# Description of the task:
Transcribe the stretch of entries below from the line with "failed, please sign" through the line with "impl From<AuthError> for", exactly and with both ends included; leave out all other lines.

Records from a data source

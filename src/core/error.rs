//! Console diagnostics.
//!
//! Every failure inside [`Console::execute`](super::Console::execute) ends up
//! as one line of text on the output sink. [`ConsoleError`] is the single
//! place those lines are worded.

use std::fmt;

/// Prefix shared by every diagnostic line.
pub const ERROR_PREFIX: &str = "CONSOLE ERROR:";

/// A soft console failure, reported to the output sink.
#[derive(Debug, Clone, PartialEq, Eq)]
pub enum ConsoleError {
    /// The statement's identifier is not a bound command.
    UnknownCommand { id: Box<str> },
    /// `set`/`get` named an identifier with no bound variable.
    UnknownVariable { id: Box<str> },
    /// The value given to `set` did not parse as the variable's type.
    VariableTypeMismatch { id: Box<str>, expected: &'static str },
    /// A command's arguments did not parse as its parameter types.
    ArgumentTypeMismatch { id: Box<str> },
    /// The storage behind a binding was dropped by the host.
    DanglingReference { id: Box<str> },
    /// A native arithmetic operation has no defined result.
    ArithmeticFault { reason: &'static str },
}

impl ConsoleError {
    /// Write this error as one diagnostic line.
    pub fn report(&self, out: &mut dyn fmt::Write) {
        let _ = writeln!(out, "{}", self);
    }
}

impl fmt::Display for ConsoleError {
    fn fmt(&self, f: &mut fmt::Formatter<'_>) -> fmt::Result {
        match self {
            ConsoleError::UnknownCommand { id } => {
                write!(f, "{} Input '{}' isn't a command.", ERROR_PREFIX, id)
            }
            ConsoleError::UnknownVariable { id } => {
                write!(f, "{} There is no bound variable with id '{}'.", ERROR_PREFIX, id)
            }
            ConsoleError::VariableTypeMismatch { id, expected } => write!(
                f,
                "{} Type mismatch. CVar '{}' is of type '{}'.",
                ERROR_PREFIX, id, expected
            ),
            ConsoleError::ArgumentTypeMismatch { id } => {
                write!(f, "{} Incorrect argument types for '{}'.", ERROR_PREFIX, id)
            }
            ConsoleError::DanglingReference { id } => {
                write!(f, "{} '{}' refers to a value that no longer exists.", ERROR_PREFIX, id)
            }
            ConsoleError::ArithmeticFault { reason } => {
                write!(f, "{} Arithmetic fault: {}.", ERROR_PREFIX, reason)
            }
        }
    }
}

impl std::error::Error for ConsoleError {}
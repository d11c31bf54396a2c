//! Logging setup shared by the server binary and integration tests

use std::str::FromStr;

use tracing::Level;
use tracing_subscriber::{fmt, EnvFilter};

use crate::{AuthError, Result};

/// Configuration for the logging system
#[derive(Debug, Clone)]
pub struct LoggingConfig {
    /// The log level to use
    pub level: Level,
    /// Whether to enable JSON formatting
    pub json: bool,
    /// Whether to include file and line information
    pub file_info: bool,
    /// Application name to include in logs
    pub app_name: String,
}

impl Default for LoggingConfig {
    fn default() -> Self {
        LoggingConfig {
            level: Level::INFO,
            json: false,
            file_info: false,
            app_name: "authkit".to_string(),
        }
    }
}

impl LoggingConfig {
    pub fn new(level: Level, app_name: impl Into<String>) -> Self {
        LoggingConfig {
            level,
            app_name: app_name.into(),
            ..Default::default()
        }
    }

    /// Enable JSON formatting
    pub fn with_json(mut self) -> Self {
        self.json = true;
        self
    }

    /// Enable file and line information in logs
    pub fn with_file_info(mut self) -> Self {
        self.file_info = true;
        self
    }
}

/// Install the global subscriber. `RUST_LOG` directives take precedence over
/// the configured level.
pub fn setup_logging(config: &LoggingConfig) -> Result<()> {
    let filter = EnvFilter::builder()
        .with_default_directive(config.level.into())
        .from_env_lossy();

    let subscriber = fmt::Subscriber::builder()
        .with_env_filter(filter)
        .with_file(config.file_info)
        .with_line_number(config.file_info);

    let installed = if config.json {
        subscriber.json().try_init()
    } else {
        subscriber.try_init()
    };

    installed.map_err(|e| AuthError::Internal(format!("Failed to install logger: {}", e)))
}

/// Parse a log level from a string
pub fn parse_log_level(level: &str) -> Result<Level> {
    Level::from_str(level).map_err(|_| AuthError::Config(format!("Invalid log level: {}", level)))
}

/// Log a welcome message with version info
pub fn log_welcome(app_name: &str, version: &str) {
    tracing::info!("Starting {} v{}", app_name, version);
}
//! HTTP surface for the login flow
//!
//! The session token travels in the `token` cookie. The controller only ever
//! sees token strings; cookie attributes are decided here.

pub mod security_headers;

use std::sync::Arc;

use axum::extract::{Query, State};
use axum::http::{header, StatusCode};
use axum::response::{IntoResponse, Response};
use axum::routing::get;
use axum::{middleware, Json, Router};
use axum_extra::extract::cookie::{Cookie, CookieJar, SameSite};
use serde::{Deserialize, Serialize};
use tower_http::trace::TraceLayer;

use crate::provider::ProviderUser;
use crate::session::{SessionController, SessionStatus};
use crate::{AuthError, ProviderError};

/// Name of the cookie carrying the session token
pub const SESSION_COOKIE: &str = "token";

/// Where the browser lands after a successful login
pub const HOME_PATH: &str = "/";

/// State shared by all handlers
#[derive(Clone)]
pub struct ApiState {
    pub controller: Arc<SessionController>,
}

impl ApiState {
    pub fn new(controller: SessionController) -> Self {
        Self {
            controller: Arc::new(controller),
        }
    }
}

/// Create the login router
pub fn create_router(state: ApiState) -> Router {
    Router::new()
        .route("/", get(root))
        .route("/health", get(health))
        .route("/auth", get(begin_login))
        .route("/callback", get(callback))
        .route("/user", get(current_user))
        .layer(middleware::from_fn(security_headers::security_headers_middleware))
        .layer(TraceLayer::new_for_http())
        .with_state(state)
}

#[derive(Debug, Deserialize)]
pub struct CallbackParams {
    pub code: Option<String>,
}

#[derive(Debug, Serialize, Deserialize, PartialEq)]
#[serde(rename_all = "camelCase")]
pub struct UserResponse {
    pub is_authenticated: bool,
    #[serde(skip_serializing_if = "Option::is_none")]
    pub user: Option<ProviderUser>,
}

#[derive(Debug, Serialize)]
struct ErrorResponse {
    error: ErrorDetail,
}

#[derive(Debug, Serialize)]
struct ErrorDetail {
    code: &'static str,
    message: &'static str,
}

/// Errors surfaced to the browser. Upstream detail is logged, never returned.
#[derive(Debug, thiserror::Error)]
pub enum ApiError {
    #[error("Missing authorization code")]
    MissingCode,

    #[error("Login was rejected by the identity provider")]
    LoginRejected,

    #[error("Identity provider unavailable")]
    ProviderUnavailable,

    #[error("Internal error")]
    Internal,
}

impl ApiError {
    fn status_code(&self) -> StatusCode {
        match self {
            Self::MissingCode => StatusCode::BAD_REQUEST,
            Self::LoginRejected => StatusCode::UNAUTHORIZED,
            Self::ProviderUnavailable => StatusCode::BAD_GATEWAY,
            Self::Internal => StatusCode::INTERNAL_SERVER_ERROR,
        }
    }

    fn error_code(&self) -> &'static str {
        match self {
            Self::MissingCode => "MISSING_CODE",
            Self::LoginRejected => "LOGIN_REJECTED",
            Self::ProviderUnavailable => "PROVIDER_UNAVAILABLE",
            Self::Internal => "INTERNAL_ERROR",
        }
    }

    fn message(&self) -> &'static str {
        match self {
            Self::MissingCode => "Missing authorization code",
            Self::LoginRejected => "Login failed, please sign in again",
            Self::ProviderUnavailable => "Sign-in is temporarily unavailable",
            Self::Internal => "Internal error",
        }
    }
}

impl From<ProviderError> for ApiError {
    fn from(error: ProviderError) -> Self {
        match error {
            ProviderError::Rejected(_) => Self::LoginRejected,
            ProviderError::Unavailable(_)
            | ProviderError::Timeout
            | ProviderError::InvalidResponse(_) => Self::ProviderUnavailable,
        }
    }
}

impl From<AuthError> for ApiError {
    fn from(error: AuthError) -> Self {
        match error {
            AuthError::Provider(e) => e.into(),
            other => {
                tracing::error!(error = %other, "Login failed");
                Self::Internal
            }
        }
    }
}

impl IntoResponse for ApiError {
    fn into_response(self) -> Response {
        let body = ErrorResponse {
            error: ErrorDetail {
                code: self.error_code(),
                message: self.message(),
            },
        };

        (self.status_code(), Json(body)).into_response()
    }
}

/// 302 Found; axum's `Redirect` only offers 303/307/308
fn found(location: impl Into<String>) -> Response {
    (StatusCode::FOUND, [(header::LOCATION, location.into())]).into_response()
}

fn session_cookie(token: String) -> Cookie<'static> {
    Cookie::build((SESSION_COOKIE, token))
        .path("/")
        .http_only(true)
        .secure(true)
        .same_site(SameSite::Lax)
        .build()
}

async fn root() -> &'static str {
    "Hello World!"
}

async fn health() -> Json<serde_json::Value> {
    Json(serde_json::json!({ "status": "ok" }))
}

/// GET /auth
async fn begin_login(State(state): State<ApiState>) -> Result<Response, ApiError> {
    let url = state.controller.begin_login().await.map_err(|e| {
        tracing::error!(error = %e, "Could not build authorization URL");
        ApiError::from(e)
    })?;

    Ok(found(url.to_string()))
}

/// GET /callback?code=...
async fn callback(
    State(state): State<ApiState>,
    jar: CookieJar,
    Query(params): Query<CallbackParams>,
) -> Result<(CookieJar, Response), ApiError> {
    let code = params
        .code
        .filter(|code| !code.is_empty())
        .ok_or(ApiError::MissingCode)?;

    let issued = state.controller.complete_login(&code).await?;

    Ok((jar.add(session_cookie(issued.token)), found(HOME_PATH)))
}

/// GET /user
async fn current_user(
    State(state): State<ApiState>,
    jar: CookieJar,
) -> (StatusCode, Json<UserResponse>) {
    let token = jar.get(SESSION_COOKIE).map(|cookie| cookie.value());

    match state.controller.check_session(token) {
        SessionStatus::Authenticated(session) => (
            StatusCode::OK,
            Json(UserResponse {
                is_authenticated: true,
                user: Some(session.claims.user),
            }),
        ),
        SessionStatus::Unauthenticated => (
            StatusCode::UNAUTHORIZED,
            Json(UserResponse {
                is_authenticated: false,
                user: None,
            }),
        ),
    }
}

# Exercise output:
            Self::LoginRejected => "Login failed, please sign in again",
            Self::ProviderUnavailable => "Sign-in is temporarily unavailable",
            Self::Internal => "Internal error",
        }
    }
}

impl From<ProviderError> for ApiError {
    fn from(error: ProviderError) -> Self {
        match error {
            ProviderError::Rejected(_) => Self::LoginRejected,
            ProviderError::Unavailable(_)
            | ProviderError::Timeout
            | ProviderError::InvalidResponse(_) => Self::ProviderUnavailable,
        }
    }
}

impl From<AuthError> for ApiError {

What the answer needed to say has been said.